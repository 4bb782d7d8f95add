use glam::{vec3, Vec3};

pub trait Vec3Ext
where
    Self: Sized,
{
    /// Clips this color-vector into given bounding box, moving it towards
    /// the box's center instead of clamping each axis separately.
    ///
    /// See:
    /// - https://s3.amazonaws.com/arena-attachments/655504/c5c71c5507f0f8bf344252958254fb7d.pdf?1468341463
    fn clip(self, aabb_min: Self, aabb_max: Self) -> Self;

    /// Returns luminance of this color-vector.
    fn luma(self) -> f32;
}

impl Vec3Ext for Vec3 {
    fn clip(self, aabb_min: Self, aabb_max: Self) -> Self {
        let p_clip = 0.5 * (aabb_max + aabb_min);
        let e_clip = 0.5 * (aabb_max - aabb_min) + Vec3::splat(1e-7);
        let v_clip = self - p_clip;
        let v_unit = v_clip / e_clip;
        let ma_unit = v_unit.abs().max_element();

        if ma_unit > 1.0 {
            p_clip + v_clip / ma_unit
        } else {
            self
        }
    }

    fn luma(self) -> f32 {
        self.dot(vec3(0.2126, 0.7152, 0.0722))
    }
}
━━━
• DIRECTIONS
Without omitting anything, output the entries exactly.

• EXERCISE SOLUTION
repository 4bb782d7d8f95add
use glam::{vec3, Vec3};

pub trait Vec3Ext
where
    Self: Sized,
{
    /// Clips this color-vector into given bounding box, moving it towards
    /// the box's center instead of clamping each axis separately.
    ///
    /// See:
    /// - https://s3.amazonaws.com/arena-attachments/655504/c5c71c5507f0f8bf344252958254fb7d.pdf?1468341463
    fn clip(self, aabb_min: Self, aabb_max: Self) -> Self;

    /// Returns luminance of this color-vector.
    fn luma(self) -> f32;
}

impl Vec3Ext for Vec3 {
    fn clip(self, aabb_min: Self, aabb_max: Self) -> Self {
        let p_clip = 0.5 * (aabb_max + aabb_min);
        let e_clip = 0.5 * (aabb_max - aabb_min) + Vec3::splat(1e-7);
        let v_clip = self - p_clip;
        let v_unit = v_clip / e_clip;
        let ma_unit = v_unit.abs().max_element();

        if ma_unit > 1.0 {
            p_clip + v_clip / ma_unit
        } else {
            self
        }
    }

    fn luma(self) -> f32 {
        self.dot(vec3(0.2126, 0.7152, 0.0722))
    }
}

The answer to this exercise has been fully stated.